Tarquinia è oggi elegante e seducente, grazie al suo carattere eclettico che vede la presenza di svariati stili architettonici, elementi romanici, gotici rinascimentali fino al neoclassico. Solo nel 1922, Corneto-Tarquinia, cambiò nome in Tarquinia.
Scendendo giù dal colle, verso il mare, a pochi chilometri dalla città, sulla costa si trova la stazione balneare del Lido di Tarquinia. Spiagge lunghissime, sabbia dorata e anche scura, ricca di ferro, mare pulito e strutture turistiche moderne e accoglienti, ne fanno una delle mete balneari preferite nel Lazio.
Sempre al Lido si trovano Le Saline, una riserva naturale e parco archeologico. Qui si possono visitare le rovine del santuario e dell’emporio marittimo di Gravisca fondato alla fine del VII sec a.C. dove avvenivano scambi con i Fenici e i Greci. L’area in tempi più recenti divenne una colonia penale prima, poi riadadattata alla produzione di sale. Oggi è una splendida area naturale protetta.

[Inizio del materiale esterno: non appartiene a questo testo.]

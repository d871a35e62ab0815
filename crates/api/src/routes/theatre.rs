use axum::routing::{get, put};
use axum::Router;

use crate::handlers::theatre;
use crate::state::AppState;

/// ```text
/// GET  /theatre       -> list_seats
/// POST /theatre       -> add_seats
/// PUT  /theatre/{id}  -> update_seat
/// ```
pub fn router() -> Router<AppState> {
    Router::new()
        .route("/theatre", get(theatre::list_seats).post(theatre::add_seats))
        .route("/theatre/{id}", put(theatre::update_seat))
}
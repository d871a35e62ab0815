//! The document store abstraction and its two backends.
//!
//! Filters are exact-match maps over top-level fields. Numbers compare by
//! value (`8` matches `8.0`) and never match strings (`8` does not match
//! `"8"`). Writes never persist a client-supplied `_id`; the storage key is
//! attached on every read instead.

pub mod memory;
pub mod postgres;

use async_trait::async_trait;
use serde_json::Value;
use showtime_core::types::{DbId, Document, STORAGE_KEY_FIELD};

use crate::collection::Collection;

/// Error type for document store operations.
#[derive(Debug, thiserror::Error)]
pub enum StoreError {
    /// A database error from sqlx.
    #[error("Database error: {0}")]
    Database(#[from] sqlx::Error),

    /// A stored document did not have the expected shape.
    #[error("Document decode error: {0}")]
    Decode(#[from] serde_json::Error),
}

/// Result of an insert: whether storage accepted every document, and the
/// keys it assigned in insertion order.
#[derive(Debug, Clone, PartialEq, Eq)]
pub struct InsertOutcome {
    pub acknowledged: bool,
    pub inserted_ids: Vec<DbId>,
}

/// Filtered reads and single/bulk writes over the four collections.
#[async_trait]
pub trait DocumentStore: Send + Sync {
    /// All documents matching `filter`, in insertion order.
    async fn find(
        &self,
        collection: Collection,
        filter: &Document,
    ) -> Result<Vec<Document>, StoreError>;

    /// The first document matching `filter`, if any.
    async fn find_one(
        &self,
        collection: Collection,
        filter: &Document,
    ) -> Result<Option<Document>, StoreError>;

    /// Insert one document as-is.
    async fn insert_one(
        &self,
        collection: Collection,
        doc: Document,
    ) -> Result<InsertOutcome, StoreError>;

    /// Insert several documents; either all are stored or none are.
    async fn insert_many(
        &self,
        collection: Collection,
        docs: Vec<Document>,
    ) -> Result<InsertOutcome, StoreError>;

    /// Merge `patch` into the first document matching `filter`.
    ///
    /// Top-level keys of `patch` replace or extend the stored document.
    /// Returns the number of documents modified (0 or 1): a match whose
    /// fields already hold the patch values counts as 0.
    async fn update_one(
        &self,
        collection: Collection,
        filter: &Document,
        patch: &Document,
    ) -> Result<u64, StoreError>;

    /// Delete the first document matching `filter`. Returns 0 or 1.
    async fn delete_one(&self, collection: Collection, filter: &Document)
        -> Result<u64, StoreError>;

    /// Confirm the backend is reachable.
    async fn ping(&self) -> Result<(), StoreError>;
}

/// Remove the storage-owned key from a client payload.
pub(crate) fn strip_storage_key(mut doc: Document) -> Document {
    doc.remove(STORAGE_KEY_FIELD);
    doc
}

/// Attach the storage key to a document read from a backend.
pub(crate) fn with_storage_key(mut doc: Document, key: DbId) -> Document {
    doc.insert(STORAGE_KEY_FIELD.to_string(), Value::from(key));
    doc
}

L’economia di Tarquinia prospera soprattutto nel settore dell’agricoltura, dell’allevamento e del turismo. Visitarla è un’esperienza appagante. Il clima è sempre mite, la gente cordiale, semplice e affettuosa, il cibo eccellente e genuino. Durante l’estate le attrazioni e gli svaghi sono innumerevoli: giostre in costume medievale, rodei dei “butteri”, la versione italiana dei cowboys, e sagre gastronomiche, come quella della carne chinina o della lumaca.
Si può passeggiare, godere della brezza estiva all’ombra delle torri orgogliose, circondate da un labirinto di stradine medievali, sentire i passi riecheggiare sull’antico selciato, per ritrovarsi d’improvviso in una piazza assolata che si affaccia sul mare in lontananza, o su una valle a strapiombo e godere così dello spettacolo dell’Ara della Regina in cima al colle.
Potreste essere fortunati e riuscire a sentire al vostro fianco principesse etrusche che vi spiano, mentre ballano al suono di echi dolcissimi che il vento ha conservato per noi da migliaia di anni, lì, in quel luogo incantato, per farci conoscere i Rasenna, così come gli etruschi chiamavano se stessi, amanti della vita, della natura e della bellezza.